The aqueous solubility of metformin (pKa: 2.8 and 11.5) in the pH range of 1.2-6.8 is 300 mg/mL. Thus, the dissolution of metformin hydrochloride tablets should be pH independent. However, 850 mg metformin hydrochloride tablets dissolved more slowly in pH 1.2 and 4.5 dissolution media than in pH 6.8 medium. It is hypothesized that the additional protonation of metformin at the acidic pH results in higher solvation and a larger hydrodynamic radius, leading to slower diffusion and dissolution. This hypothesis was supported by the observation that cationic metformin and anionic sodium lauryl sulfate (SLS), 0.1% (w/v), formed an insoluble salt (1:2 molar ratio) at pH 1.2 and 4.5, but not at pH 6.8. SLS at 0.01% (w/v) in all three media enhanced metformin dissolution.

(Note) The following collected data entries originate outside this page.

//! HTTP access to the public contribution calendar.

use crate::Result;
use core::time::Duration;
use ohno::{IntoAppError, app_err, bail};
use url::Url;

const LOG_TARGET: &str = "    client";

/// Host serving contribution calendars unless configured otherwise.
pub const CALENDAR_BASE_URL: &str = "https://github.com";

/// How long a calendar request may take unless configured otherwise.
pub const DEFAULT_REQUEST_TIMEOUT: Duration = Duration::from_secs(60);

/// Fetches calendar markup for a user.
#[derive(Debug, Clone)]
#[expect(clippy::struct_field_names, reason = "client field stores the underlying HTTP client")]
pub struct Client {
    client: reqwest::Client,
    base_url: Url,
}

impl Client {
    /// Create a client for the calendar host at `base_url`.
    ///
    /// # Errors
    ///
    /// Fails if `base_url` is not an absolute http(s) URL or the HTTP client cannot be built.
    pub fn new(base_url: &str, timeout: Duration) -> Result<Self> {
        let base_url = Url::parse(base_url).into_app_err_with(|| format!("parsing calendar base URL '{base_url}'"))?;
        if !matches!(base_url.scheme(), "http" | "https") || base_url.cannot_be_a_base() {
            bail!("calendar base URL '{base_url}' must be an http or https URL");
        }

        let client = reqwest::Client::builder()
            .user_agent("contribs")
            .timeout(timeout)
            .build()
            .into_app_err("creating HTTP client")?;

        Ok(Self { client, base_url })
    }

    #[must_use]
    pub const fn base_url(&self) -> &Url {
        &self.base_url
    }

    /// The calendar address for `username`; the name is encoded as a single path segment.
    pub fn calendar_url(&self, username: &str) -> Result<Url> {
        let mut url = self.base_url.clone();
        let _ = url
            .path_segments_mut()
            .map_err(|()| app_err!("calendar base URL '{}' cannot carry a path", self.base_url))?
            .pop_if_empty()
            .extend(["users", username, "contributions"]);
        Ok(url)
    }

    /// Download the calendar markup for `username`.
    ///
    /// # Errors
    ///
    /// Fails on transport errors, timeouts, non-2xx statuses, and unreadable bodies.
    pub async fn fetch_calendar(&self, username: &str) -> Result<String> {
        let url = self.calendar_url(username)?;
        log::info!(target: LOG_TARGET, "Querying '{url}' for the contribution calendar of '{username}'");

        let response = self
            .client
            .get(url.clone())
            .send()
            .await
            .into_app_err_with(|| format!("sending HTTP request to {url}"))?;

        let status = response.status();
        if !status.is_success() {
            bail!("unexpected HTTP status {status} from {url}");
        }

        let text = response.text().await.into_app_err("reading calendar response body")?;
        log::debug!(target: LOG_TARGET, "Calendar markup length: {} bytes", text.len());

        Ok(text)
    }
}

#[cfg(test)]
mod tests {
    use super::*;

    fn client(base: &str) -> Client {
        Client::new(base, DEFAULT_REQUEST_TIMEOUT).unwrap()
    }

    #[test]
    fn test_calendar_url() {
        let url = client(CALENDAR_BASE_URL).calendar_url("octocat").unwrap();
        assert_eq!(url.as_str(), "https://github.com/users/octocat/contributions");
    }

    #[test]
    fn test_calendar_url_with_base_path() {
        let url = client("http://127.0.0.1:8080/mirror/").calendar_url("octocat").unwrap();
        assert_eq!(url.as_str(), "http://127.0.0.1:8080/mirror/users/octocat/contributions");
    }

    #[test]
    fn test_calendar_url_encodes_username() {
        let url = client(CALENDAR_BASE_URL).calendar_url("a/b c").unwrap();
        assert_eq!(url.as_str(), "https://github.com/users/a%2Fb%20c/contributions");
    }

    #[test]
    fn test_rejects_non_http_base() {
        assert!(Client::new("ftp://example.com", DEFAULT_REQUEST_TIMEOUT).is_err());
        assert!(Client::new("mailto:someone@example.com", DEFAULT_REQUEST_TIMEOUT).is_err());
        assert!(Client::new("not a url", DEFAULT_REQUEST_TIMEOUT).is_err());
    }
}
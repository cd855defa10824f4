//! Pointer, wheel and keyboard handling for the chart view.
//!
//! Events are applied synchronously to a [`ViewWindow`]; every mutation is
//! clamped arithmetic, so handling can never fail.

use crate::chart::render::PlotLayout;
use crate::chart::view_window::ViewWindow;

/// Keys the chart reacts to.
#[derive(Debug, Clone, Copy, PartialEq, Eq)]
pub enum ChartKey {
    ArrowLeft,
    ArrowRight,
    Home,
    End,
    Other,
}

impl ChartKey {
    /// Maps a DOM `KeyboardEvent.key` value.
    pub fn from_dom_key(key: &str) -> Self {
        match key {
            "ArrowLeft" => ChartKey::ArrowLeft,
            "ArrowRight" => ChartKey::ArrowRight,
            "Home" => ChartKey::Home,
            "End" => ChartKey::End,
            _ => ChartKey::Other,
        }
    }
}

/// Input events, in element-relative pixels unless noted.
#[derive(Debug, Clone, Copy, PartialEq)]
pub enum ChartEvent {
    /// Scroll over the chart; positive `delta_y` scrolls down (zoom out).
    Wheel { delta_y: f64, x: f64 },
    /// Button pressed on the chart.
    PointerDown { x: f64 },
    /// Document-level pointer move; keeps dragging outside the chart bounds.
    PointerMove { x: f64 },
    /// Document-level button release.
    PointerUp,
    /// Pointer moved over the plot element.
    PlotHover { x: f64, y: f64 },
    /// Pointer left the plot element.
    PlotLeave,
    Key(ChartKey),
}

#[derive(Debug, Clone, Copy, PartialEq)]
pub struct InteractionSettings {
    /// Candles added or removed per wheel notch.
    pub wheel_step: usize,
    /// Candles panned per arrow key press.
    pub key_step: usize,
    /// Offset of the plot area inside the chart element.
    pub plot_origin: (f64, f64),
    /// Width of the plot area in pixels.
    pub plot_width: f64,
}

impl InteractionSettings {
    /// Pointer geometry matching what the renderer draws for `layout`.
    pub fn for_layout(layout: &PlotLayout) -> Self {
        Self {
            wheel_step: 5,
            key_step: 5,
            plot_origin: (layout.left, layout.top),
            plot_width: layout.width,
        }
    }
}

impl Default for InteractionSettings {
    fn default() -> Self {
        Self::for_layout(&PlotLayout::default())
    }
}

#[derive(Debug, Clone, Copy, PartialEq)]
struct DragState {
    start_x: f64,
    start_index: usize,
}

/// Translates input events into view-window mutations.
#[derive(Debug, Clone, Default)]
pub struct InteractionController {
    settings: InteractionSettings,
    drag: Option<DragState>,
}

impl InteractionController {
    pub fn new(settings: InteractionSettings) -> Self {
        Self { settings, drag: None }
    }

    pub fn settings(&self) -> &InteractionSettings {
        &self.settings
    }

    /// Re-reads the plot geometry after a resize.
    pub fn set_layout(&mut self, layout: &PlotLayout) {
        self.settings.plot_origin = (layout.left, layout.top);
        self.settings.plot_width = layout.width;
    }

    pub fn is_dragging(&self) -> bool {
        self.drag.is_some()
    }

    /// Applies one event. Returns true when the window changed.
    pub fn handle(&mut self, window: &mut ViewWindow, event: ChartEvent) -> bool {
        let before = window.clone();

        match event {
            ChartEvent::Wheel { delta_y, x } => self.on_wheel(window, delta_y, x),
            ChartEvent::PointerDown { x } => {
                self.drag = Some(DragState {
                    start_x: x,
                    start_index: window.start_index(),
                });
                window.set_dragging(true);
            }
            ChartEvent::PointerMove { x } => self.on_drag_move(window, x),
            ChartEvent::PointerUp => {
                self.drag = None;
                window.set_dragging(false);
            }
            ChartEvent::PlotHover { x, y } => {
                let (left, top) = self.settings.plot_origin;
                window.set_crosshair(x - left, y - top);
            }
            ChartEvent::PlotLeave => window.clear_crosshair(),
            ChartEvent::Key(key) => self.on_key(window, key),
        }

        *window != before
    }

    fn on_wheel(&self, window: &mut ViewWindow, delta_y: f64, x: f64) {
        if delta_y == 0.0 || !delta_y.is_finite() {
            return;
        }
        let step = self.settings.wheel_step as isize;
        let delta = if delta_y > 0.0 { step } else { -step };
        window.zoom_around(delta, self.pointer_ratio(x));
    }

    fn on_drag_move(&self, window: &mut ViewWindow, x: f64) {
        let Some(drag) = self.drag else {
            return;
        };
        let candle_width = self.candle_width(window);
        if candle_width <= 0.0 {
            return;
        }
        // Dragging right reveals older candles
        let candle_delta = ((x - drag.start_x) / candle_width).round() as isize;
        window.set_start(drag.start_index as isize - candle_delta);
    }

    fn on_key(&self, window: &mut ViewWindow, key: ChartKey) {
        let step = self.settings.key_step as isize;
        match key {
            ChartKey::ArrowLeft => window.pan(-step),
            ChartKey::ArrowRight => window.pan(step),
            ChartKey::Home => window.jump_to_start(),
            ChartKey::End => window.jump_to_end(),
            ChartKey::Other => {}
        }
    }

    /// Distance between neighbouring candle centres, as rendered.
    fn candle_width(&self, window: &ViewWindow) -> f64 {
        let gaps = window.effective_count().saturating_sub(1).max(1);
        self.settings.plot_width / gaps as f64
    }

    fn pointer_ratio(&self, x: f64) -> f64 {
        if self.settings.plot_width <= 0.0 {
            return 0.5;
        }
        ((x - self.settings.plot_origin.0) / self.settings.plot_width).clamp(0.0, 1.0)
    }
}

#[cfg(test)]
mod tests {
    use super::*;
    use crate::chart::render::x_for_index;
    use crate::chart::view_window::WindowLimits;
    use crate::indicators::period::Period;

    fn setup() -> (InteractionController, ViewWindow) {
        let controller = InteractionController::new(InteractionSettings::default());
        let window = ViewWindow::new(300, Period::Daily, WindowLimits::default());
        (controller, window)
    }

    #[test]
    fn test_default_geometry_follows_render_layout() {
        let settings = InteractionSettings::default();
        let layout = PlotLayout::default();
        assert_eq!(settings.plot_origin, (layout.left, layout.top));
        assert_eq!(settings.plot_width, layout.width);
    }

    #[test]
    fn test_wheel_zooms_in_steps_around_pointer() {
        let (mut c, mut w) = setup();
        w.set_start(100);
        // Pointer at the plot centre (origin 60 + 350)
        assert!(c.handle(&mut w, ChartEvent::Wheel { delta_y: -120.0, x: 410.0 }));
        assert_eq!(w.visible_count(), 75);
        assert_eq!(w.start_index(), 103);

        assert!(c.handle(&mut w, ChartEvent::Wheel { delta_y: 120.0, x: 410.0 }));
        assert_eq!(w.visible_count(), 80);
    }

    #[test]
    fn test_wheel_keeps_rendered_candle_under_pointer() {
        let (mut c, mut w) = setup();
        let layout = PlotLayout::default();
        // Sixth visible candle, drawn at left + 5 / 79 of the width
        let x = x_for_index(5, w.effective_count(), &layout);
        let under_pointer = |w: &ViewWindow| {
            let ratio = (x - layout.left) / layout.width;
            w.start_index() + w.anchor_offset(ratio)
        };
        assert_eq!(under_pointer(&w), 225);

        for _ in 0..6 {
            c.handle(&mut w, ChartEvent::Wheel { delta_y: -100.0, x });
            let offset = under_pointer(&w) - w.start_index();
            let drawn_at = x_for_index(offset, w.effective_count(), &layout);
            assert_eq!(under_pointer(&w), 225);
            assert!((drawn_at - x).abs() <= layout.width / (w.effective_count() - 1) as f64 / 2.0);
        }
        assert_eq!(w.visible_count(), 50);
    }

    #[test]
    fn test_wheel_respects_limits() {
        let (mut c, mut w) = setup();
        for _ in 0..100 {
            c.handle(&mut w, ChartEvent::Wheel { delta_y: -1.0, x: 40.0 });
        }
        assert_eq!(w.visible_count(), 20);
        assert!(!c.handle(&mut w, ChartEvent::Wheel { delta_y: -1.0, x: 40.0 }));
    }

    #[test]
    fn test_drag_pans_relative_to_press_position() {
        let (mut c, mut w) = setup();
        w.set_start(100);
        c.handle(&mut w, ChartEvent::PointerDown { x: 300.0 });
        assert!(w.is_dragging());

        // 80 visible over 700 px: 700 / 79 px between candles
        let slot = 700.0 / 79.0;
        c.handle(&mut w, ChartEvent::PointerMove { x: 300.0 + 10.0 * slot });
        assert_eq!(w.start_index(), 90);
        // Moves are relative to the press, not cumulative
        c.handle(&mut w, ChartEvent::PointerMove { x: 300.0 - 10.0 * slot });
        assert_eq!(w.start_index(), 110);

        c.handle(&mut w, ChartEvent::PointerUp);
        assert!(!w.is_dragging());
        assert!(!c.is_dragging());
        assert!(!c.handle(&mut w, ChartEvent::PointerMove { x: 0.0 }));
    }

    #[test]
    fn test_drag_outside_plot_clamps() {
        let (mut c, mut w) = setup();
        c.handle(&mut w, ChartEvent::PointerDown { x: 300.0 });
        c.handle(&mut w, ChartEvent::PointerMove { x: -5000.0 });
        assert_eq!(w.start_index(), w.max_start());
        c.handle(&mut w, ChartEvent::PointerMove { x: 50_000.0 });
        assert_eq!(w.start_index(), 0);
    }

    #[test]
    fn test_keys_pan_and_jump() {
        let (mut c, mut w) = setup();
        c.handle(&mut w, ChartEvent::Key(ChartKey::ArrowLeft));
        assert_eq!(w.start_index(), 215);
        c.handle(&mut w, ChartEvent::Key(ChartKey::ArrowRight));
        c.handle(&mut w, ChartEvent::Key(ChartKey::ArrowRight));
        assert_eq!(w.start_index(), 220);
        c.handle(&mut w, ChartEvent::Key(ChartKey::Home));
        assert_eq!(w.start_index(), 0);
        c.handle(&mut w, ChartEvent::Key(ChartKey::End));
        assert_eq!(w.start_index(), 220);
        assert!(!c.handle(&mut w, ChartEvent::Key(ChartKey::from_dom_key("a"))));
    }

    #[test]
    fn test_hover_sets_crosshair_relative_to_plot() {
        let (mut c, mut w) = setup();
        c.handle(&mut w, ChartEvent::PlotHover { x: 160.0, y: 70.0 });
        let crosshair = w.crosshair();
        assert!(crosshair.visible);
        assert_eq!((crosshair.x, crosshair.y), (100.0, 50.0));
        c.handle(&mut w, ChartEvent::PlotLeave);
        assert!(!w.crosshair().visible);
    }
}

The slower metformin dissolution at pH 1.2 and 4.5 media with SLS can be attributed to the formation of metformin-lauryl sulfate (Met-LS) (1:2 and 1:1) ion pairs, which are more hydrophobic than Met-LS (1:1) ion pairs at pH 6.8. Slower metformin diffusivity in pH 4.5 with 0.05% (w/v) SLS was observed by diffusion-ordered spectroscopy nuclear magnetic resonance. Improved metformin wetting by SLS outweighed the lower diffusivity of metformin-LS ion pairs because similar enhancement in dissolution was noted with 0.5% (w/v) nonionic polysorbate 80.